In “The Toilet Paper Entrepreneur”, author Mike Michalowicz argues that young people tend to not have preconceived notions, and are in fact far more willing to try something new. “Be young, be crazy, and launch a company!” Michalowicz, an intellectual fixture in the startup community, frequently preaches. Yet another example of how youth is emphasized in entrepreneurship is a prominent fellowship program created by venture capitalist and co-founder of PayPal, Peter Thiel — the program provides $100,000 in grants to budding entrepreneurs as long as they are under the age of 23 and drop out of school.
But the reality of America’s business landscape is vastly different. Of 2.7 million people who founded businesses in the U.S. between 2007 and 2014, and went on to hire at least one employee (a measure of “startup growth”), the average age was 42. When broken down into what kind of firms these 2.7 million people founded — in order to get a better measure of entrepreneurship in the tech world — high-tech employment, VC-backed firms and patenting firms had average founder ages of 43, 42 and 45 respectively.

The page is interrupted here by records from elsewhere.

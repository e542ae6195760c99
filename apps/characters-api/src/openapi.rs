//! OpenAPI documentation configuration

use utoipa::OpenApi;

/// Combined OpenAPI documentation for all APIs
#[derive(OpenApi)]
#[openapi(
    info(
        title = "Marvel Characters API",
        version = "0.1.0",
        description = "MongoDB-backed REST API for managing Marvel characters",
        license(name = "MIT")
    ),
    servers(
        (url = "http://localhost:8080", description = "Local development server")
    ),
    nest(
        (path = "/characters", api = domain_characters::ApiDoc)
    ),
    tags(
        (name = "Characters", description = "Marvel character management endpoints (MongoDB)")
    )
)]
pub struct ApiDoc;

Azoulay and his co-author Daniel Kim also found that entrepreneurs were 125 percent more successful if they were previously employed in a particular sector in which they are starting a business.
“In theory, we know that with age a lot of benefits accumulate,” Kim said in a press release about the study. “For instance you get a lot of human capital from experience, you also get more financial resources as you age, as well as social connections, all of which will likely boost your odds of success as an entrepreneur.”

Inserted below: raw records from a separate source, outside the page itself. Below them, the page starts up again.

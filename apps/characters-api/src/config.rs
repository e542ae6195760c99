use core_config::{AppInfo, ConfigError, FromEnv, app_info, env_or_default, server::ServerConfig};
use domain_characters::UpdateValidation;

// Import MongoDB config from the database library
use database::mongodb::MongoConfig;

pub use core_config::Environment;

/// Settings owned by the characters routes
#[derive(Clone, Debug, Default)]
pub struct CharactersConfig {
    /// How `PUT` bodies are checked (`CHARACTERS_UPDATE_VALIDATION`)
    pub update_validation: UpdateValidation,
}

impl FromEnv for CharactersConfig {
    /// - CHARACTERS_UPDATE_VALIDATION: `unchecked` (default) or `schema`
    fn from_env() -> Result<Self, ConfigError> {
        let raw = env_or_default("CHARACTERS_UPDATE_VALIDATION", "unchecked");
        let update_validation = raw.parse().map_err(|_| ConfigError::ParseError {
            key: "CHARACTERS_UPDATE_VALIDATION".to_string(),
            details: format!("expected \"unchecked\" or \"schema\", got {raw:?}"),
        })?;

        Ok(Self { update_validation })
    }
}

/// Application-specific configuration
/// Composes shared config components from the `config` library
#[derive(Clone, Debug)]
pub struct Config {
    pub app: AppInfo,
    pub mongodb: MongoConfig,
    pub server: ServerConfig,
    pub environment: Environment,
    pub characters: CharactersConfig,
}

impl Config {
    pub fn from_env() -> eyre::Result<Self> {
        let environment = Environment::from_env();
        let mongodb = MongoConfig::from_env()?;
        let server = ServerConfig::from_env()?;
        let characters = CharactersConfig::from_env()?;

        Ok(Self {
            app: app_info!(),
            mongodb,
            server,
            environment,
            characters,
        })
    }
}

So what about the Zuckerbergs and Elon Musks of the world? Are they simply exceptions to the rule? Yes, according to Azoulay.
“They are outliers. If you think about Zuckerberg, Jeff Bezos, Steve Jobs, they are exceptional people. And exceptional people will do exceptional things, create successful companies. But what we proved here is that for the most part, the age of entrepreneurial success is older than we think it is.”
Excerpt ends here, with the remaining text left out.